Depuis une décennie maintenant, les éditions Cambourakis publient en France des albums venus de Suède qui se distinguent sur le marché de l’édition jeunesse par leur liberté de ton et leur profonde singularité. Ce sont des livres parfois rugueux, qui piquent un peu les adultes qui voudraient ne voir dans les livres des enfants que d’utiles vecteurs de leurs principes éducatifs assurés. Dans ces livres là, il y a des gamins seuls dans les rues, des mamans qui traînent en jogging, des maisons en bazar – et parfois même, sales –, des bandes de gosses qui se liguent contre les adultes, et du vrai sang qui coule quand on se fait mal. Il y a surtout un sens aigu de l’enfance, libre, qui expérimente, et n’est pas élevée sous cloche.

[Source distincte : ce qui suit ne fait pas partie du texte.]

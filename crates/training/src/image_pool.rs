use candle_core::Tensor;
use rand::{rngs::StdRng, Rng, SeedableRng};

use crate::TrainingError;

/// History of generated images shown to the discriminator.
///
/// Until the pool is full every queried image is stored and returned as is.
/// Afterwards each image is, with probability one half, swapped with a random
/// stored image (the stored one is returned) or passed through unchanged.
/// A pool of size zero is a pass-through.
#[derive(Debug)]
pub struct ImagePool {
    capacity: usize,
    images: Vec<Tensor>,
    rng: StdRng,
}

impl ImagePool {
    pub fn new(capacity: usize, seed: u64) -> Self {
        Self {
            capacity,
            images: Vec::with_capacity(capacity),
            rng: StdRng::seed_from_u64(seed),
        }
    }

    pub fn len(&self) -> usize {
        self.images.len()
    }

    pub fn is_empty(&self) -> bool {
        self.images.is_empty()
    }

    /// `images` is a `(b, c, h, w)` batch; the returned batch has the same
    /// shape and is detached from the graph.
    pub fn query(&mut self, images: &Tensor) -> Result<Tensor, TrainingError> {
        let images = images.detach();
        if self.capacity == 0 {
            return Ok(images);
        }
        let batch = images.dim(0)?;
        let mut out = Vec::with_capacity(batch);
        for i in 0..batch {
            let image = images.get(i)?;
            if self.images.len() < self.capacity {
                self.images.push(image.clone());
                out.push(image);
            } else if self.rng.gen::<f64>() > 0.5 {
                let idx = self.rng.gen_range(0..self.images.len());
                let stored = std::mem::replace(&mut self.images[idx], image);
                out.push(stored);
            } else {
                out.push(image);
            }
        }
        Ok(Tensor::stack(&out, 0)?)
    }
}

#[cfg(test)]
mod tests {
    use super::*;
    use candle_core::{DType, Device};

    #[test]
    fn pool_never_exceeds_capacity() -> Result<(), TrainingError> {
        let device = Device::Cpu;
        let mut pool = ImagePool::new(3, 0);
        for step in 0..5 {
            let batch = Tensor::full(step as f32, (2, 3, 4, 4), &device)?;
            let out = pool.query(&batch)?;
            assert_eq!(out.dims(), &[2, 3, 4, 4]);
            assert!(pool.len() <= 3);
        }
        assert_eq!(pool.len(), 3);
        Ok(())
    }

    #[test]
    fn empty_pool_passes_through() -> Result<(), TrainingError> {
        let mut pool = ImagePool::new(0, 0);
        let batch = Tensor::ones((2, 3, 4, 4), DType::F32, &Device::Cpu)?;
        let out = pool.query(&batch)?;
        assert_eq!(out.sum_all()?.to_vec0::<f32>()?, 96.0);
        assert!(pool.is_empty());
        Ok(())
    }
}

La-Nature_COUV.png © éditions Cambourakis, 2022

La jeune Emma Adbåge (prononcez ad-bo-gueu) est déjà emblématique de cette production unique au monde. Il faut voir le jeu des regards de ses personnages dans Le Château, les postures des enfants dans Le Repaire, la subtilité des émotions et des rapports entre enfants dans la série Leni. Avec La nature, publié en Suède en 2020, elle offrait un réquisitoire aussi cinglant que stimulant sur le rapport des humains à leur environnement. Un an plus tard, sa sœur jumelle Lisen, qui commence elle aussi à se faire un prénom dans ce secteur, prenait le relais avec Les Pins. Sa traduction française vient de paraître en librairie. Là, c’est un album un peu plus que rugueux.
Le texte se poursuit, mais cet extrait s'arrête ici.